As per ESAP item #8, the Company will commission a qualified L&FS professional to audit the hospital portfolio and develop a corporate L&FS Design Manual (Master Plan), including accessibility requirements. The Design Manual will include the minimum requirements for all hospitals, and potential acquisition targets will be screened against the requirements to determine the works necessary to achieve compliance. On completion of the works, a L&FS professional will certify compliance with the requirements. For operations and maintenance activities across the portfolio, the Design Manual will include the minimum inspection, testing, maintenance and change management requirements.
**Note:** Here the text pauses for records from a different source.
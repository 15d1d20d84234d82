//! Editing-surface session.
//!
//! [`EditorSession`] owns the document model for one editing surface and is
//! the single mutation path into it: host mutations go through the scoped
//! [`update`](EditorSession::update) boundary, commands through
//! [`dispatch`](EditorSession::dispatch), raw surface events through
//! [`process_event`](EditorSession::process_event). Everything runs to
//! completion synchronously on the calling turn; there is no queue.
//!
//! The session also carries the per-surface composition flag. It is a field
//! here, not module state, so concurrent editing surfaces never leak
//! composition state into each other.

use crate::commands::{CommandPriority, Dispatch, EditorCommand};
use crate::input::{InputNormalizer, Normalized, SurfaceEvent};
use crate::model::{EditorModel, NodeId};

/// Identifier of a registered command handler.
pub type HandlerId = u64;

struct Registration<M> {
    id: HandlerId,
    priority: CommandPriority,
    handler: Box<dyn FnMut(&mut M, &EditorCommand) -> Dispatch>,
}

/// Registrations installed by `mount`, torn down as one unit by `unmount`.
pub(crate) struct Installed {
    pub(crate) handler: HandlerId,
    pub(crate) normalizer: InputNormalizer,
}

/// A document session bound to one editing surface.
pub struct EditorSession<M: EditorModel> {
    pub(crate) model: M,
    pub(crate) composing: bool,
    pub(crate) installed: Option<Installed>,
    handlers: Vec<Registration<M>>,
    next_handler_id: HandlerId,
    version: u64,
}

impl<M: EditorModel> EditorSession<M> {
    /// Wrap `model` in a fresh, unmounted session.
    pub fn new(model: M) -> Self {
        Self {
            model,
            composing: false,
            installed: None,
            handlers: Vec::new(),
            next_handler_id: 0,
            version: 0,
        }
    }

    /// Read access to the model. Mutation goes through [`update`].
    ///
    /// [`update`]: EditorSession::update
    pub fn model(&self) -> &M {
        &self.model
    }

    /// Consume the session and hand the model back.
    pub fn into_model(self) -> M {
        self.model
    }

    /// Commit count of this session; each update boundary bumps it once.
    pub fn version(&self) -> u64 {
        self.version
    }

    /// Whether an IME composition span is currently open on this surface.
    pub fn is_composing(&self) -> bool {
        self.composing
    }

    /// Run `mutator` inside a scoped update boundary and commit.
    pub fn update<R>(&mut self, mutator: impl FnOnce(&mut M) -> R) -> R {
        let result = mutator(&mut self.model);
        self.version += 1;
        result
    }

    /// Run `mutator` inside a scoped update boundary, then invoke
    /// `on_update` once after the commit.
    pub fn update_with<R>(
        &mut self,
        mutator: impl FnOnce(&mut M) -> R,
        on_update: impl FnOnce(),
    ) -> R {
        let result = self.update(mutator);
        on_update();
        result
    }

    /// Register a command handler at `priority`.
    ///
    /// Handlers run from highest to lowest priority, in registration order
    /// within a tier; the first to claim a command short-circuits the rest.
    pub fn register_handler(
        &mut self,
        priority: CommandPriority,
        handler: impl FnMut(&mut M, &EditorCommand) -> Dispatch + 'static,
    ) -> HandlerId {
        let id = self.next_handler_id;
        self.next_handler_id += 1;
        let position = self
            .handlers
            .iter()
            .position(|registration| registration.priority < priority)
            .unwrap_or(self.handlers.len());
        self.handlers.insert(
            position,
            Registration {
                id,
                priority,
                handler: Box::new(handler),
            },
        );
        id
    }

    /// Remove a registered handler. Returns whether it was present.
    pub fn unregister_handler(&mut self, id: HandlerId) -> bool {
        let before = self.handlers.len();
        self.handlers.retain(|registration| registration.id != id);
        self.handlers.len() != before
    }

    /// Dispatch one command through the registered handlers.
    ///
    /// This is the re-entrant command entry point the host may call
    /// directly; the normalizer feeds it for every emitted command. A
    /// claimed command commits one update boundary.
    pub fn dispatch(&mut self, command: &EditorCommand) -> Dispatch {
        tracing::trace!(command = command.name(), "dispatch");
        for registration in self.handlers.iter_mut() {
            if (registration.handler)(&mut self.model, command).is_handled() {
                self.version += 1;
                return Dispatch::Handled;
            }
        }
        Dispatch::Unhandled
    }

    /// Feed one raw surface event through the active normalizer
    /// configuration and dispatch whatever it emits.
    ///
    /// Returns [`Dispatch::Handled`] when the event's command was claimed,
    /// telling the caller to suppress the default platform behavior. An
    /// unmounted session leaves every event to the platform.
    pub fn process_event(&mut self, event: SurfaceEvent) -> Dispatch {
        let normalized = match &self.installed {
            Some(installed) => installed.normalizer.normalize(self.composing, event),
            None => return Dispatch::Unhandled,
        };
        match normalized {
            Normalized::Command(command) => self.dispatch(&command),
            Normalized::BeginComposition => {
                self.composing = true;
                Dispatch::Unhandled
            }
            Normalized::EndComposition => {
                self.composing = false;
                Dispatch::Unhandled
            }
            Normalized::Ignored => Dispatch::Unhandled,
        }
    }

    /// Reconcile an observed text-node content change that did not flow
    /// through a command (spell correction, IME commit) back into the model.
    ///
    /// Inert while unmounted and while a composition span is open; returns
    /// whether the mutation was applied.
    pub fn observe_mutation(&mut self, node: NodeId, text: &str) -> bool {
        if self.installed.is_none() {
            return false;
        }
        if self.composing {
            tracing::trace!(node = node.index(), "mutation ignored during composition");
            return false;
        }
        self.update(|model| model.set_text_content(node, text));
        true
    }
}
Safeguarding of Vulnerable Individuals
As required by local regulations, the hospitals have developed specific protocols for attending to vulnerable individuals, including provisions to safeguard their integrity, confidentiality and dignity. The protocols include steps to define vulnerabilities and identify safeguarding needs. As part of ESAP item #1, Polar will develop a corporate Safeguarding Standard including provisions for additional types of vulnerable groups and will train personnel on the updated protocols.
Security
Polar employes security personnel to control access and deter theft of materials. They undergo background checks before being hired, are unarmed. Training is provided on how to interact with patients and their families. To systematically manage security at the corporate level, as part of ESAP item #1, the corporate ESMS will include a corporate security procedure in line with IFC PS4, and security personnel at each hospital will comply with the principles of conduct outlined in the procedure.